Your Report confirms that greenhouse gases are increasing substantially as a result of Man's activities; that this will warm the Earth's surface, with serious consequences for us all, and that these consequences are capable of prediction. We want to predict them more accurately and that is why we are opening this Centre today. [end p1]
We have therefore a Report of historic significance. It is not something arcane or remote from everyday concerns. What it predicts will affect our daily lives. Governments and international organisations in every part of the world are going to have to sit up and take notice and respond.

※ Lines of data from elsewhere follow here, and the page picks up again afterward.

//! Project metadata and per-clip snapshots.
//!
//! A project ties together one or more source clips, each with its own
//! crop/highlight keyframes and segment layout, plus the target aspect
//! ratio every clip is reframed to.

use std::path::{Path, PathBuf};

use serde::{Deserialize, Serialize};

use crate::keyframe::Keyframe;
use crate::region::{AspectRatio, CropRect, HighlightRegion};
use crate::segment::SegmentSnapshot;

/// Top-level project file (`meta/project.json`).
#[derive(Debug, Clone, Serialize, Deserialize)]
pub struct Project {
    /// Schema version.
    pub version: String,

    /// Human-readable project name.
    pub name: String,

    /// Unique project identifier (UUID).
    pub id: String,

    /// Creation timestamp (ISO 8601).
    pub created_at: String,

    /// Last modified timestamp (ISO 8601).
    pub modified_at: String,

    /// Aspect ratio every clip is cropped to.
    #[serde(default)]
    pub target_aspect: AspectRatio,

    /// Clip that was live when the project was saved.
    #[serde(default)]
    pub active_clip: Option<String>,

    /// Clips in export order.
    #[serde(default)]
    pub clips: Vec<ClipSnapshot>,
}

/// Source media metadata reported by the playback collaborator.
#[derive(Debug, Clone, PartialEq, Serialize, Deserialize)]
pub struct SourceMedia {
    /// Path to the media file, relative to the project root or absolute.
    pub path: String,

    /// Duration in seconds.
    pub duration_secs: f64,

    /// Frames per second.
    pub framerate: f64,

    /// Frame size in pixels.
    pub width: u32,
    pub height: u32,
}

/// Saved state of a single clip.
///
/// Keyframes are stored in the frame domain. A freshly added clip that was
/// never opened has empty keyframe lists and no segment layout.
#[derive(Debug, Clone, PartialEq, Serialize, Deserialize)]
pub struct ClipSnapshot {
    /// Unique clip identifier.
    pub id: String,

    /// Display name.
    pub name: String,

    pub source: SourceMedia,

    #[serde(default)]
    pub crop_keyframes: Vec<Keyframe<CropRect>>,

    #[serde(default)]
    pub highlight: HighlightSnapshot,

    #[serde(default)]
    pub segments: Option<SegmentSnapshot>,
}

/// Saved highlight overlay state.
#[derive(Debug, Clone, PartialEq, Serialize, Deserialize, Default)]
#[serde(default)]
pub struct HighlightSnapshot {
    pub enabled: bool,

    /// How long the highlight is shown, from source time 0. `None` means
    /// the full clip.
    pub duration_secs: Option<f64>,

    pub keyframes: Vec<Keyframe<HighlightRegion>>,
}

impl ClipSnapshot {
    /// A new, never-edited clip.
    pub fn new(name: impl Into<String>, source: SourceMedia) -> Self {
        Self {
            id: generate_id(),
            name: name.into(),
            source,
            crop_keyframes: vec![],
            highlight: HighlightSnapshot::default(),
            segments: None,
        }
    }

    /// Structural problems with this clip, if any.
    pub fn problems(&self) -> Vec<String> {
        let mut problems = vec![];
        let label = &self.name;

        if !(self.source.duration_secs.is_finite() && self.source.duration_secs > 0.0) {
            problems.push(format!("{label}: source duration must be positive"));
        }
        if self.source.width == 0 || self.source.height == 0 {
            problems.push(format!("{label}: source has zero frame size"));
        }
        if !frames_strictly_increasing(&self.crop_keyframes) {
            problems.push(format!("{label}: crop keyframes are not sorted by frame"));
        }
        if !frames_strictly_increasing(&self.highlight.keyframes) {
            problems.push(format!(
                "{label}: highlight keyframes are not sorted by frame"
            ));
        }
        if let Some(duration) = self.highlight.duration_secs {
            if duration <= 0.0 || duration > self.source.duration_secs + 1e-6 {
                problems.push(format!(
                    "{label}: highlight duration {duration:.3}s is outside the clip"
                ));
            }
        }
        if let Some(segments) = &self.segments {
            problems.extend(
                segments
                    .problems(self.source.duration_secs)
                    .into_iter()
                    .map(|p| format!("{label}: {p}")),
            );
        }

        problems
    }
}

fn frames_strictly_increasing<T>(keyframes: &[Keyframe<T>]) -> bool {
    keyframes.windows(2).all(|w| w[0].frame < w[1].frame)
}

/// The complete in-memory representation of a loaded project.
#[derive(Debug, Clone)]
pub struct LoadedProject {
    /// Filesystem path to the project directory.
    pub root: PathBuf,

    /// Project metadata and clips.
    pub project: Project,
}

impl Project {
    /// Create a new, empty project.
    pub fn new(name: impl Into<String>, target_aspect: AspectRatio) -> Self {
        let now = chrono::Utc::now().to_rfc3339();
        Self {
            version: "1.0".to_string(),
            name: name.into(),
            id: generate_id(),
            created_at: now.clone(),
            modified_at: now,
            target_aspect,
            active_clip: None,
            clips: vec![],
        }
    }

    pub fn clip(&self, id: &str) -> Option<&ClipSnapshot> {
        self.clips.iter().find(|c| c.id == id)
    }

    /// Mark the project as modified now.
    pub fn touch(&mut self) {
        self.modified_at = chrono::Utc::now().to_rfc3339();
    }
}

impl LoadedProject {
    /// Load a project from a directory.
    pub fn load(root: impl AsRef<Path>) -> Result<Self, ProjectError> {
        let root = root.as_ref().to_path_buf();
        let project_path = root.join("meta").join("project.json");

        let project_json =
            std::fs::read_to_string(&project_path).map_err(|e| ProjectError::IoError {
                path: project_path.clone(),
                source: e,
            })?;

        let project: Project =
            serde_json::from_str(&project_json).map_err(|e| ProjectError::ParseError {
                path: project_path,
                source: e,
            })?;

        Ok(Self { root, project })
    }

    /// Save the project to disk.
    pub fn save(&self) -> Result<(), ProjectError> {
        let meta_dir = self.root.join("meta");
        std::fs::create_dir_all(&meta_dir).map_err(|e| ProjectError::IoError {
            path: meta_dir.clone(),
            source: e,
        })?;

        let project_path = meta_dir.join("project.json");
        let project_json =
            serde_json::to_string_pretty(&self.project).map_err(|e| ProjectError::ParseError {
                path: project_path.clone(),
                source: e,
            })?;
        std::fs::write(&project_path, project_json).map_err(|e| ProjectError::IoError {
            path: project_path,
            source: e,
        })?;

        Ok(())
    }

    /// Create a new project on disk with the standard directory structure.
    pub fn create(
        root: impl AsRef<Path>,
        name: impl Into<String>,
        target_aspect: AspectRatio,
    ) -> Result<Self, ProjectError> {
        let root = root.as_ref().to_path_buf();

        for subdir in &["sources", "meta", "exports"] {
            std::fs::create_dir_all(root.join(subdir)).map_err(|e| ProjectError::IoError {
                path: root.join(subdir),
                source: e,
            })?;
        }

        let loaded = Self {
            root,
            project: Project::new(name, target_aspect),
        };
        loaded.save()?;
        Ok(loaded)
    }

    /// Validate clip structure and that referenced source files exist.
    pub fn validate(&self) -> Vec<String> {
        let mut errors = vec![];

        if let Some(active) = &self.project.active_clip {
            if self.project.clip(active).is_none() {
                errors.push(format!("Active clip {active} is not in the project"));
            }
        }

        for clip in &self.project.clips {
            errors.extend(clip.problems());

            let path = self.root.join(&clip.source.path);
            if !path.exists() {
                errors.push(format!(
                    "{} source missing: {}",
                    clip.name, clip.source.path
                ));
            }
        }

        errors
    }
}

/// Errors that can occur when working with projects.
#[derive(Debug, thiserror::Error)]
pub enum ProjectError {
    #[error("I/O error at {path}: {source}")]
    IoError {
        path: PathBuf,
        source: std::io::Error,
    },

    #[error("Parse error in {path}: {source}")]
    ParseError {
        path: PathBuf,
        source: serde_json::Error,
    },
}

/// Generate a simple UUID v4-shaped identifier without external dependency.
///
/// The first three groups come from the clock. The last two carry a
/// process-wide counter, so ids from one process never repeat.
pub fn generate_id() -> String {
    use std::sync::atomic::{AtomicU64, Ordering};
    use std::time::{SystemTime, UNIX_EPOCH};

    static COUNTER: AtomicU64 = AtomicU64::new(0);

    let nanos = SystemTime::now()
        .duration_since(UNIX_EPOCH)
        .map(|d| d.as_nanos())
        .unwrap_or_default();
    let count = COUNTER.fetch_add(1, Ordering::Relaxed);
    format!(
        "{:08x}-{:04x}-4{:03x}-{:04x}-{:012x}",
        (nanos & 0xFFFF_FFFF) as u32,
        ((nanos >> 32) & 0xFFFF) as u16,
        ((nanos >> 48) & 0x0FFF) as u16,
        0x8000 | (count & 0x3FFF) as u16,
        (count >> 14) & 0xFFFF_FFFF_FFFF,
    )
}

Of course, there is a lot more that we still need to find out but if the Panel's predictions are broadly right, then the world could become hotter than at any time in the last 100,000 years and just to get our time perspectives right, can I remind you that Abraham was around only 5,000 years ago!
We know that there have been major changes in the world's climate and environment in the past. For instance, in this country, you could grow vines as far north as Edinburgh in Roman times and fossils and serpents have been found from even more ancient times. But the changes which we are talking about now will occur at a faster rate than anything our natural world has known in the past. One of the effects could be a great migration of animal and plant life and possibly the loss of some of them altogether. The calculation has been made that a one-degree rise in temperature would, over time, lead forests to move 100 kilometres further north and some ordinary farming crops may move as much as 200–300 kilometres. Just imagine the effects on farming, on the Common Agricultural Policy, on the sort of crops you can grow in particular areas and on nature reserves—they might find themselves in the wrong places if the flora and fauna which they are meant to protect migrate. [end p2]
Changes in the sea level, as the sea expands, could also affect our lives considerably. At a Commonwealth Heads of Government Meeting a year or two ago—it was the one in Vancouver, I remember—Maumoon Abdul Gayoomthe President of the Maldives reminded us that none of his country was more than six feet above sea level and the consequences of a significant overall rise in the sea level could be one less member of the Commonwealth. He told us he did not know what we could do about it at that time, but he wanted us to know that they were very concerned about it.
Other low-lying countries like Bangladesh will be badly affected and there would surely be a great migration of population away from areas of the world liable to flooding and from areas of declining rainfall and therefore of spreading deserts. Those people would be crying out not for oil wells but for water!
Of course, every detail of the forecasts may not be quite right—it rarely is when you are trying to predict the future. There is still a great deal of work for the scientists to do, particularly in trying to estimate the detailed distribution of the effects of global climate change which I have described. We want to know what is happening in the regions; more than that, you want to know what is going to happen in each country. [end p3]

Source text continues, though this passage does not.